Using hashtags such as #MenToo, Depp supporters insist that this is a case of a woman abusing a man, a flipping of society’s expectations of who experiences domestic violence. But the public response to this case shows the dangerous limitations on our understanding of domestic violence.
Insisting on perfection from victims will stop so many from coming forward
TikTok and Instagram sleuths pick apart Heard’s testimony in a way they never did Depp’s. Some insist she’s too rehearsed. Others say she’s not getting her story straight. Her memories are too exact, yet not specific enough. She cries too much, but also speaks too fondly of the man she used to love. She wears too much make-up, but not enough to conceal that she’s ready to cry. She went too public with her allegations, but didn’t tell the right people at the right time. Spectators with contradictory standards are confused that she doesn’t slot into their cookie-cutter shape of a perfect victim. But in my work exposing abuses of power, I’ve heard from hundreds of abuse survivors and none are perfect.

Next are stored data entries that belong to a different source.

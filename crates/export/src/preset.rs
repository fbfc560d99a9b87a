//! Named parameter sets.

use hurricane_flow_core::config::{FieldConfig, SamplingConfig};
use hurricane_flow_core::error::FlowError;
use hurricane_flow_core::geometry::Point2D;

/// All preset names, in listing order.
const PRESET_NAMES: &[&str] = &["classic", "showcase"];

/// A starting point for rendering, refined by user overrides.
#[derive(Debug, Clone, Copy, PartialEq, Eq)]
pub enum Preset {
    /// Library defaults: 800x600, max wind 50, eye 30, spacing 30.
    Classic,
    /// Stronger storm with a wider eye and a denser grid of larger arrows.
    Showcase,
}

impl Preset {
    /// Looks up a preset by name.
    ///
    /// Returns `FlowError::UnknownPreset` if the name is not recognized.
    pub fn from_name(name: &str) -> Result<Self, FlowError> {
        match name {
            "classic" => Ok(Preset::Classic),
            "showcase" => Ok(Preset::Showcase),
            _ => Err(FlowError::UnknownPreset(name.to_string())),
        }
    }

    /// Returns a slice of all recognized preset names.
    pub fn list_names() -> &'static [&'static str] {
        PRESET_NAMES
    }

    pub fn name(self) -> &'static str {
        match self {
            Preset::Classic => "classic",
            Preset::Showcase => "showcase",
        }
    }

    pub fn field_config(self) -> FieldConfig {
        match self {
            Preset::Classic => FieldConfig::default(),
            Preset::Showcase => FieldConfig::new(800, 600)
                .with_center(Point2D::new(400.0, 300.0))
                .with_max_wind_speed(60.0)
                .with_eye_radius(40.0),
        }
    }

    pub fn sampling_config(self) -> SamplingConfig {
        match self {
            Preset::Classic => SamplingConfig::default(),
            Preset::Showcase => SamplingConfig::new(25, 1.2),
        }
    }
}

#[cfg(test)]
mod tests {
    use super::*;

    #[test]
    fn every_listed_name_resolves_and_round_trips() {
        for &name in Preset::list_names() {
            let preset = Preset::from_name(name).unwrap();
            assert_eq!(preset.name(), name);
        }
    }

    #[test]
    fn unknown_name_is_an_error() {
        assert!(matches!(
            Preset::from_name("typhoon"),
            Err(FlowError::UnknownPreset(n)) if n == "typhoon"
        ));
    }

    #[test]
    fn classic_matches_library_defaults() {
        assert_eq!(Preset::Classic.field_config(), FieldConfig::default());
        assert_eq!(Preset::Classic.sampling_config(), SamplingConfig::default());
    }

    #[test]
    fn showcase_values() {
        let field = Preset::Showcase.field_config();
        assert_eq!(field.max_wind_speed, 60.0);
        assert_eq!(field.eye_radius, 40.0);
        assert_eq!(field.center, Point2D::new(400.0, 300.0));
        let sampling = Preset::Showcase.sampling_config();
        assert_eq!(sampling.spacing, 25);
        assert_eq!(sampling.arrow_scale, 1.2);
        assert_eq!(sampling.style.stroke_color.to_hex(), "#0066cc");
    }
}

In a society that cherry-picks the victims to whose stories we pay attention, we’ve honed in on squeaky-clean innocents. Every week in England and Wales, two women are killed by a man known to them, thousands are raped, a quarter of women are subject to domestic violence. We recognise as tragic the violent murders of entirely blameless people unknown to their killers, like Sarah Everard and Sabina Nessa. But where does that leave victims who supposedly made mistakes – such as knowing the man who hurt them? Domestic violence is not just a random monster on the prowl, it is someone attacking the person they had a relationship with: a betrayal not only of a victim’s peace, but of their love.

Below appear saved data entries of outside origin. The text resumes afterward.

//! Human- and machine-readable description of a finished render.

use std::fmt;
use std::path::{Path, PathBuf};

use hurricane_flow_core::config::{FieldConfig, SamplingConfig};
use hurricane_flow_core::document::FlowDocument;
use hurricane_flow_core::geometry::Point2D;
use serde::Serialize;

/// What was rendered and where it went.
#[derive(Debug, Clone, PartialEq, Serialize)]
pub struct RenderSummary {
    pub output: PathBuf,
    pub width: usize,
    pub height: usize,
    pub eye_center: Point2D,
    pub eye_radius: f64,
    pub max_wind_speed: f64,
    pub spacing: usize,
    pub arrow_scale: f64,
    pub grid_points: usize,
    pub arrows: usize,
}

impl RenderSummary {
    pub fn new(
        output: &Path,
        field: &FieldConfig,
        sampling: &SamplingConfig,
        document: &FlowDocument,
    ) -> Self {
        Self {
            output: output.to_path_buf(),
            width: field.width,
            height: field.height,
            eye_center: field.center,
            eye_radius: field.eye_radius,
            max_wind_speed: field.max_wind_speed,
            spacing: sampling.spacing,
            arrow_scale: sampling.arrow_scale,
            grid_points: document.grid_points,
            arrows: document.arrows.len(),
        }
    }
}

impl fmt::Display for RenderSummary {
    fn fmt(&self, f: &mut fmt::Formatter<'_>) -> fmt::Result {
        writeln!(f, "Flow field saved to {}", self.output.display())?;
        writeln!(f)?;
        writeln!(f, "Parameters:")?;
        writeln!(f, "  Canvas size: {}x{}", self.width, self.height)?;
        writeln!(
            f,
            "  Eye center: ({}, {})",
            self.eye_center.x, self.eye_center.y
        )?;
        writeln!(f, "  Eye radius: {}", self.eye_radius)?;
        writeln!(f, "  Max wind speed: {}", self.max_wind_speed)?;
        write!(
            f,
            "  Arrows: {} of {} grid points (spacing {}, scale {})",
            self.arrows, self.grid_points, self.spacing, self.arrow_scale
        )
    }
}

And if victims are to survive, they can’t be expected to do so peacefully or lovingly. Our psychological responses to threat are fight, flight, fawn, freeze or flop – and each carries a risk. Fight back and become an abuser; try to run away and anger your abuser; try to placate and your abuser might lose whatever respect they had left for you; zone out and worse might happen to you. Should a survivor somehow clamber to safety, she can expect to be met by all the contradictory standards of behaviour currently facing Heard: why didn’t you report it? Why didn’t you leave? Why didn’t you fight back? Why did you fight back? Where was your mental fortitude at a time when you say it was being pounded out of you?

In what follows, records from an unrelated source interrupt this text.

#![deny(unsafe_code)]
//! CLI binary for hurricane-flow.
//!
//! Subcommands:
//! - `render` - build a flow diagram from a preset plus overrides, write SVG
//! - `sample` - print the velocity at a single point
//! - `list` - print available presets

mod error;

use clap::{Args, Parser, Subcommand};
use error::CliError;
use hurricane_flow_core::{FieldConfig, FlowRenderer, Point2D, SamplingConfig};
use hurricane_flow_export::Preset;
use std::path::PathBuf;
use std::process;
use tracing::Level;
use tracing_subscriber::FmtSubscriber;

#[derive(Parser)]
#[command(name = "hurricane-flow", version, about = "Hurricane flow field SVG generator")]
struct Cli {
    /// Output as JSON instead of human-readable text.
    #[arg(long, global = true)]
    json: bool,

    /// Log level (trace, debug, info, warn, error).
    #[arg(long, global = true, default_value = "warn")]
    log_level: String,

    #[command(subcommand)]
    command: Command,
}

/// Options shared by every command that builds a model.
#[derive(Args)]
struct ModelArgs {
    /// Preset to start from (classic, showcase).
    #[arg(short, long, default_value = "classic")]
    preset: String,

    /// Canvas width; defaults to the preset's.
    #[arg(short = 'W', long)]
    width: Option<usize>,

    /// Canvas height; defaults to the preset's.
    #[arg(short = 'H', long)]
    height: Option<usize>,

    /// Overrides as a JSON object, e.g. '{"eye_radius": 40, "spacing": 25}'.
    #[arg(long, default_value = "{}")]
    params: String,
}

#[derive(Subcommand)]
enum Command {
    /// Render the flow field and write it as SVG.
    Render {
        #[command(flatten)]
        model: ModelArgs,

        /// Output file path.
        #[arg(short, long, default_value = "hurricane_flow_field.svg")]
        output: PathBuf,
    },
    /// Print the velocity vector at one point.
    Sample {
        #[command(flatten)]
        model: ModelArgs,

        #[arg(long, allow_negative_numbers = true)]
        x: f64,

        #[arg(long, allow_negative_numbers = true)]
        y: f64,
    },
    /// List available presets.
    List,
}

impl ModelArgs {
    /// Resolves the preset and applies size and JSON overrides.
    fn configs(&self) -> Result<(FieldConfig, SamplingConfig), CliError> {
        let preset = Preset::from_name(&self.preset)?;
        let params: serde_json::Value = serde_json::from_str(&self.params)
            .map_err(|e| CliError::Input(format!("invalid --params JSON: {e}")))?;
        if !params.is_object() {
            return Err(CliError::Input("--params must be a JSON object".into()));
        }

        let base = preset.field_config();
        let field = FieldConfig::from_json(
            self.width.unwrap_or(base.width),
            self.height.unwrap_or(base.height),
            &params,
            &base,
        );
        let sampling = SamplingConfig::from_json(&params, &preset.sampling_config())?;
        Ok((field, sampling))
    }
}

fn parse_level(name: &str) -> Level {
    match name.to_lowercase().as_str() {
        "trace" => Level::TRACE,
        "debug" => Level::DEBUG,
        "info" => Level::INFO,
        "error" => Level::ERROR,
        _ => Level::WARN,
    }
}

fn init_logging(level: Level) -> Result<(), CliError> {
    let subscriber = FmtSubscriber::builder()
        .with_max_level(level)
        .with_target(false)
        .with_writer(std::io::stderr)
        .finish();
    tracing::subscriber::set_global_default(subscriber)
        .map_err(|e| CliError::Setup(format!("failed to initialize logging: {e}")))
}

fn run(cli: Cli) -> Result<(), CliError> {
    match cli.command {
        Command::List => {
            let presets = Preset::list_names();
            if cli.json {
                let info = serde_json::json!({ "presets": presets });
                println!("{}", serde_json::to_string_pretty(&info)?);
            } else {
                println!("Presets:");
                for name in presets {
                    println!("  {name}");
                }
            }
        }
        Command::Render { model, output } => {
            let (field, sampling) = model.configs()?;
            tracing::debug!(
                field = %field.params(),
                sampling = %sampling.params(),
                "resolved configuration"
            );

            let summary = hurricane_flow_export::render_to_file(&field, &sampling, &output)?;

            if cli.json {
                println!("{}", serde_json::to_string_pretty(&summary)?);
            } else {
                println!("{summary}");
            }
        }
        Command::Sample { model, x, y } => {
            let (field, _) = model.configs()?;
            let point = Point2D::new(x, y);
            let velocity = FlowRenderer::new(field).velocity_at(point);

            if cli.json {
                let info = serde_json::json!({
                    "point": point,
                    "velocity": velocity,
                    "speed": velocity.speed(),
                });
                println!("{}", serde_json::to_string_pretty(&info)?);
            } else {
                println!(
                    "velocity at ({x}, {y}): ({:.4}, {:.4}), speed {:.4}",
                    velocity.vx,
                    velocity.vy,
                    velocity.speed()
                );
            }
        }
    }

    Ok(())
}

fn main() {
    let cli = Cli::parse();
    let json_mode = cli.json;
    let result = init_logging(parse_level(&cli.log_level)).and_then(|()| run(cli));
    if let Err(e) = result {
        if json_mode {
            let j = serde_json::json!({"error": e.to_string(), "exit_code": e.exit_code()});
            eprintln!("{}", serde_json::to_string_pretty(&j).unwrap_or_default());
        } else {
            eprintln!("error: {e}");
        }
        process::exit(e.exit_code());
    }
}

#[cfg(test)]
mod tests {
    use super::*;

    fn model(args: &[&str]) -> ModelArgs {
        let mut argv = vec!["hurricane-flow", "sample", "--x", "0", "--y", "0"];
        argv.extend_from_slice(args);
        match Cli::try_parse_from(argv).unwrap().command {
            Command::Sample { model, .. } => model,
            _ => unreachable!(),
        }
    }

    #[test]
    fn cli_definition_is_consistent() {
        use clap::CommandFactory;
        Cli::command().debug_assert();
    }

    #[test]
    fn defaults_resolve_to_classic_preset() {
        let (field, sampling) = model(&[]).configs().unwrap();
        assert_eq!(field, FieldConfig::default());
        assert_eq!(sampling, SamplingConfig::default());
    }

    #[test]
    fn params_override_preset_values() {
        let (field, sampling) = model(&[
            "--preset",
            "showcase",
            "--params",
            r#"{"eye_radius": 55, "spacing": 40}"#,
        ])
        .configs()
        .unwrap();
        assert_eq!(field.eye_radius, 55.0);
        assert_eq!(field.max_wind_speed, 60.0);
        assert_eq!(sampling.spacing, 40);
        assert_eq!(sampling.arrow_scale, 1.2);
    }

    #[test]
    fn resizing_recenters_the_vortex() {
        let (field, _) = model(&["-W", "400", "-H", "200"]).configs().unwrap();
        assert_eq!(field.center, Point2D::new(200.0, 100.0));
    }

    #[test]
    fn bad_inputs_are_input_errors() {
        for args in [
            vec!["--preset", "typhoon"],
            vec!["--params", "{not json"],
            vec!["--params", "[1, 2]"],
            vec!["--params", r#"{"stroke_color": "blue"}"#],
        ] {
            let err = model(&args).configs().unwrap_err();
            assert_eq!(err.exit_code(), 12, "args {args:?} gave {err}");
        }
    }

    #[test]
    fn sample_accepts_negative_coordinates() {
        let cli = Cli::try_parse_from(["hurricane-flow", "sample", "--x", "-5", "--y", "-2.5"])
            .unwrap();
        match cli.command {
            Command::Sample { x, y, .. } => assert_eq!((x, y), (-5.0, -2.5)),
            _ => unreachable!(),
        }
    }

    #[test]
    fn log_level_names_parse() {
        assert_eq!(parse_level("DEBUG"), Level::DEBUG);
        assert_eq!(parse_level("info"), Level::INFO);
        assert_eq!(parse_level("bogus"), Level::WARN);
    }
}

And how often will a survivor say nothing at all for fear of these responses? We’re not the jury in Depp versus Heard, so it’s not for us to decide who is telling the truth. But it’s beyond all reasonable doubt that insisting on perfection from victims will stop so many from coming forward, terrified of being tripped up over their own imperfect attempts at survival.
We need to recognise as victims not only the angels who did everything right and nothing wrong, but those who behaved as humans do, with poor judgment and lack of clarity, making mishaps along the way. Because if our favourite victims are beautiful dead ones, how are we helping those actually living uglier lives?